Fig. 3 shows a few examples of kinetic models that can be modeled by our algorithm. For each model, only motor steps can be observed (transitions between different units) but not transitions between states inside the same reaction unit. All models implicitly include ATP binding and mechanical force-dependent steps. In Fig. 3, only model E is formulated with explicit ATP binding, to emphasize its special characteristic of having alternating steps with different chemistry. This model describes the two substeps of the F₁-ATPase: an 80° ATP binding substep and a 40° substep (8,9). Alternating steps are handled by our method, with the simple modification that the permutation matrix S is applied only after a repeating pair of two alternating units. An illustration of the need for constraints on rate constants is model C, which describes a molecular motor, such as myosin V (3), with the fluorescent probe attached to the motor head. In this case, only every other motor step can be observed. Consequently, there are twice as many states per reaction unit but, due to constraints, the number of free parameters remains the same as for model B. Notice how dwell-time histograms are truncated, since dwells shorter than the sampling interval (as shown, dt = 500 ms) are missed.

FIGURE 3.

Molecular motor kinetics can be represented by a variety of models. Shown are a few examples of kinetic models and their simulated staircase data and dwell-time histograms. These models have one state per reaction unit (A and E), or two states (B and C), and have reversible (A, B, and D), or irreversible (C and E) kinetics. Even when not explicitly stated, all models include an ATP binding state, and mechanical force-dependent transitions. Model D corresponds to, e.g., myosin V experiments where the fluorescent probe is attached to the motor head, resulting in double steps of 74 nm. The apparent kinetics are slower, as a single dwell consists of two consecutive steps. Model E corresponds to F₁-ATPase experiments, with an 80° ATP binding substep, followed by a 40° substep. Notice how the lifetime of those dwells after a 40° substep becomes shorter at higher ATP concentration. Due to finite sampling, some unitary steps are missed (e.g., the double step in trace A, marked with a star). Missed events could, in principle, occur anywhere between two samples. Notice the effect of missed events on dwell-time histograms.

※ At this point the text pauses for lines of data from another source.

use anyhow::Result;

fn main() -> Result<()> {
    attribution_cli::main_entry()
}
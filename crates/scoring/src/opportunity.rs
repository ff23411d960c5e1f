use crate::aggregate::ClusterAggregate;
use crate::config::{LaneMixMode, OpportunityPolicy};
use crate::error::Result;
use attribution_protocol::{
    Blueprint, BlueprintMetrics, BudgetPlan, Ladder, LadderStep, LaneAllocation,
};
use std::cmp::Ordering;

/// Turns aggregated clusters into ranked, budgeted blueprints.
///
/// Everything here is pure policy arithmetic over the cluster totals. The
/// output is advisory; nothing downstream in this workspace acts on it.
pub struct OpportunityScorer<'a> {
    policy: &'a OpportunityPolicy,
}

/// Intermediate per-candidate numbers, kept until ranking is done
#[derive(Debug, Clone)]
struct Scored<'c> {
    cluster: &'c ClusterAggregate,
    target_cpa: Option<f64>,
    kill_threshold_cpa: Option<f64>,
    predicted_delta_cm: f64,
    budget: f64,
}

impl<'a> OpportunityScorer<'a> {
    pub fn new(policy: &'a OpportunityPolicy) -> Result<Self> {
        policy.validate()?;
        Ok(Self { policy })
    }

    /// Rank non-excluded clusters and keep the top `top_n`
    pub fn score(&self, clusters: &[ClusterAggregate]) -> Vec<Blueprint> {
        let candidates: Vec<&ClusterAggregate> = clusters
            .iter()
            .filter(|c| !c.excluded && c.metrics.revenue >= self.policy.min_cluster_revenue)
            .collect();
        let median = median_rps(&candidates);

        let mut scored: Vec<Scored<'_>> = candidates.iter().map(|c| self.economics(c)).collect();
        scored.sort_by(rank_order);
        scored.truncate(self.policy.top_n);

        log::info!(
            "Scored {} candidate clusters ({} excluded or below min revenue), kept {}",
            candidates.len(),
            clusters.len() - candidates.len(),
            scored.len()
        );

        scored
            .into_iter()
            .enumerate()
            .map(|(i, s)| self.blueprint(i + 1, &s, median))
            .collect()
    }

    fn economics<'c>(&self, cluster: &'c ClusterAggregate) -> Scored<'c> {
        let p = self.policy;
        let incremental_clicks = cluster.metrics.clicks * p.scale_uplift;

        let target_cpa = cluster.rpc.map(|rpc| {
            let target = rpc * p.target_cpa_ratio;
            p.max_target_cpa.map_or(target, |cap| target.min(cap))
        });
        let kill_threshold_cpa = cluster.rpc.map(|rpc| rpc * p.kill_cpa_ratio);

        let (predicted_delta_cm, budget) = match (cluster.rpc, target_cpa) {
            // A zero target CPA funds nothing.
            (Some(rpc), Some(target)) if target > 0.0 => (
                incremental_clicks * (rpc - target),
                round_cents((incremental_clicks * target).clamp(p.min_budget, p.max_budget)),
            ),
            _ => (0.0, 0.0),
        };

        Scored {
            cluster,
            target_cpa,
            kill_threshold_cpa,
            predicted_delta_cm,
            budget,
        }
    }

    fn blueprint(&self, rank: usize, scored: &Scored<'_>, median: Option<f64>) -> Blueprint {
        let p = self.policy;
        let cluster = scored.cluster;
        let budget = scored.budget;

        let shares = self.lane_shares(cluster.rps, median);
        let canary = canary_lanes(&shares, p.canary_lane_count);
        let lanes = shares
            .iter()
            .enumerate()
            .map(|(i, (name, share))| LaneAllocation {
                lane: name.to_string(),
                share: *share,
                budget: round_cents(budget * share),
                canary: canary.contains(&i),
            })
            .collect();

        let steps = p
            .ladder_steps
            .iter()
            .enumerate()
            .map(|(i, &fraction)| LadderStep {
                step: i + 1,
                fraction,
                budget: round_cents(budget * fraction),
            })
            .collect();

        Blueprint {
            rank,
            cluster_id: cluster.id,
            label_keyword: cluster.label_keyword.clone(),
            label_angle: cluster.label_angle.clone(),
            slugs: cluster.slugs.clone(),
            metrics: BlueprintMetrics {
                revenue: cluster.metrics.revenue,
                clicks: cluster.metrics.clicks,
                searches: cluster.metrics.searches,
                rpc: cluster.rpc,
                rps: cluster.rps,
            },
            budget: BudgetPlan {
                recommended: budget,
                canary: round_cents(budget * p.canary_fraction),
                predicted_delta_cm: scored.predicted_delta_cm,
            },
            lanes,
            ladder: Ladder {
                steps,
                target_cpa: scored.target_cpa,
                kill_threshold_cpa: scored.kill_threshold_cpa,
                freeze_window_days: p.freeze_window_days,
            },
        }
    }

    /// Lane shares in configured order. Shares are rounded to four decimals
    /// and sum to one; the last weighted lane absorbs the rounding.
    fn lane_shares(&self, rps: Option<f64>, median: Option<f64>) -> Vec<(&str, f64)> {
        let p = self.policy;
        let tilt = match (p.lane_mix, rps, median) {
            (LaneMixMode::RevenueInformed, Some(rps), Some(median)) if median > 0.0 => {
                (rps / median).clamp(0.5, 2.0)
            }
            _ => 1.0,
        };

        let weights: Vec<f64> = p
            .lanes
            .iter()
            .map(|lane| {
                if lane.name == p.intent_lane {
                    lane.base_share * tilt
                } else {
                    lane.base_share
                }
            })
            .collect();
        let total: f64 = weights.iter().sum();

        let mut shares: Vec<f64> = weights.iter().map(|w| round_share(w / total)).collect();
        if let Some(last) = weights.iter().rposition(|&w| w > 0.0) {
            let others: f64 = shares
                .iter()
                .enumerate()
                .filter(|&(i, _)| i != last)
                .map(|(_, s)| s)
                .sum();
            shares[last] = round_share(1.0 - others);
        }

        p.lanes
            .iter()
            .map(|lane| lane.name.as_str())
            .zip(shares)
            .collect()
    }
}

/// Indices of the `count` largest non-zero shares, ties by lane name
fn canary_lanes(shares: &[(&str, f64)], count: usize) -> Vec<usize> {
    let mut order: Vec<usize> = (0..shares.len()).filter(|&i| shares[i].1 > 0.0).collect();
    order.sort_by(|&x, &y| {
        shares[y]
            .1
            .total_cmp(&shares[x].1)
            .then_with(|| shares[x].0.cmp(shares[y].0))
    });
    order.truncate(count);
    order
}

/// Delta desc, revenue desc, rps desc with nulls last, cluster id asc
fn rank_order(a: &Scored<'_>, b: &Scored<'_>) -> Ordering {
    b.predicted_delta_cm
        .total_cmp(&a.predicted_delta_cm)
        .then_with(|| b.cluster.metrics.revenue.total_cmp(&a.cluster.metrics.revenue))
        .then_with(|| match (a.cluster.rps, b.cluster.rps) {
            (Some(x), Some(y)) => y.total_cmp(&x),
            (Some(_), None) => Ordering::Less,
            (None, Some(_)) => Ordering::Greater,
            (None, None) => Ordering::Equal,
        })
        .then_with(|| a.cluster.id.cmp(&b.cluster.id))
}

fn median_rps(candidates: &[&ClusterAggregate]) -> Option<f64> {
    let mut values: Vec<f64> = candidates.iter().filter_map(|c| c.rps).collect();
    if values.is_empty() {
        return None;
    }
    values.sort_by(f64::total_cmp);
    let mid = values.len() / 2;
    if values.len() % 2 == 0 {
        Some((values[mid - 1] + values[mid]) / 2.0)
    } else {
        Some(values[mid])
    }
}

fn round_cents(value: f64) -> f64 {
    (value * 100.0).round() / 100.0
}

fn round_share(value: f64) -> f64 {
    (value * 10_000.0).round() / 10_000.0
}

Solving models with one state per reaction unit (Fig. 3 A) is trivial: the two rates can be calculated by hand simply by dividing the number of forward and backward jumps (including missed events) by the length of the data. Although trivial, single-state models are informative about possible bias in the maximum likelihood estimates. We tested the algorithm with both reversible and irreversible data generated by single-state models. The rates obtained by the maximum likelihood algorithm were equal (within numerical precision) to the rates obtained by hand calculation. These results validate the algorithm, and show that the estimates are unbiased.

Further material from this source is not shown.